## [Instructions to follow]
Please copy every line from the records below that contains the string "RangeQuery".

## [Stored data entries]
****************

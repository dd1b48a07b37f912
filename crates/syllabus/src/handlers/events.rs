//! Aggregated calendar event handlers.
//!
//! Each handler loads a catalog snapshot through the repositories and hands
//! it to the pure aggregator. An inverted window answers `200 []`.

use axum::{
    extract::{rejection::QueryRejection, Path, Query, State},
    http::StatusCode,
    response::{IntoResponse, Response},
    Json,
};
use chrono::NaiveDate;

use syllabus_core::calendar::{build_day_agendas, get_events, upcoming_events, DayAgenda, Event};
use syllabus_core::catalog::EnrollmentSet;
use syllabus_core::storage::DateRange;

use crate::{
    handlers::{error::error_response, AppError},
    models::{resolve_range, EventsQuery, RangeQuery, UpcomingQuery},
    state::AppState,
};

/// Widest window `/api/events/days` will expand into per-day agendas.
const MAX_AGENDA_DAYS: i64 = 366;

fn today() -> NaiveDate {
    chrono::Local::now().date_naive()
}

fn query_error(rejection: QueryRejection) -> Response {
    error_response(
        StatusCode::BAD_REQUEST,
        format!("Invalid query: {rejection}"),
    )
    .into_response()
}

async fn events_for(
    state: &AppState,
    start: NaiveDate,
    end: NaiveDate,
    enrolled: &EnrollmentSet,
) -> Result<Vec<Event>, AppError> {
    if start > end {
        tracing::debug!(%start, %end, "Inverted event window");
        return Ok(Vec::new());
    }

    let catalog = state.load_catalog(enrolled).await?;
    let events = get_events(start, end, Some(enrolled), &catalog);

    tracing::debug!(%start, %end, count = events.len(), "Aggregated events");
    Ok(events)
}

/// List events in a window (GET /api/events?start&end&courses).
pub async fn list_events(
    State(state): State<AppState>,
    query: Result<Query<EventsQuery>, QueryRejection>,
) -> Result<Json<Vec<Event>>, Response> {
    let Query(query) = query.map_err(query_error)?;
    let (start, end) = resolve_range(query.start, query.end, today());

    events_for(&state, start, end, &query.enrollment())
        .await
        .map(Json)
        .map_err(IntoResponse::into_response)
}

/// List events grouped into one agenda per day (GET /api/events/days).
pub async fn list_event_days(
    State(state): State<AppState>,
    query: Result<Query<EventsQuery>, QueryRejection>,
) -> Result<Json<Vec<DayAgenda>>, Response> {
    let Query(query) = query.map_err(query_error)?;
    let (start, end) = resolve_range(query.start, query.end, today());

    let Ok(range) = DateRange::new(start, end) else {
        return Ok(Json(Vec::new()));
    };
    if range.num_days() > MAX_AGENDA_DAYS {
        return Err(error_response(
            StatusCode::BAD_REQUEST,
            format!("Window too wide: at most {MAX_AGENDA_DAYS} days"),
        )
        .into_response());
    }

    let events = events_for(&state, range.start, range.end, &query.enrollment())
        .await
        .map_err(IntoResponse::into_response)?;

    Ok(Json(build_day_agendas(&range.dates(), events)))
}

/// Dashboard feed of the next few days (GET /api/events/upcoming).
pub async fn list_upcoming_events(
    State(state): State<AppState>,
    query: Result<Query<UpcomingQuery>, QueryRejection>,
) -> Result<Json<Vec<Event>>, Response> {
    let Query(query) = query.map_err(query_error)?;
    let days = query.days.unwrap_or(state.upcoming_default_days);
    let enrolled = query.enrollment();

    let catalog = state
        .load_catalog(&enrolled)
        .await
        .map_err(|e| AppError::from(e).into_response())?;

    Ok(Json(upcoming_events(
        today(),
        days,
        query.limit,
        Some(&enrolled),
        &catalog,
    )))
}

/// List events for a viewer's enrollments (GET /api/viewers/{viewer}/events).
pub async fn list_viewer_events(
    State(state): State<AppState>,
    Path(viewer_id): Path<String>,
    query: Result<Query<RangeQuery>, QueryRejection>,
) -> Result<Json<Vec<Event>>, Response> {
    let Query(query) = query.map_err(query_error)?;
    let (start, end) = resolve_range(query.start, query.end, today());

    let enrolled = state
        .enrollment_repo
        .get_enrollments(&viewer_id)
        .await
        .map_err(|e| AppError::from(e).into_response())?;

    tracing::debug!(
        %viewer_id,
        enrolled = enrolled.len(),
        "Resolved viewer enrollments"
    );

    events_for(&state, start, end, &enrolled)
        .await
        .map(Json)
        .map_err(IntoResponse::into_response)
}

****************

## [Your response]
    models::{resolve_range, EventsQuery, RangeQuery, UpcomingQuery},
    query: Result<Query<RangeQuery>, QueryRejection>,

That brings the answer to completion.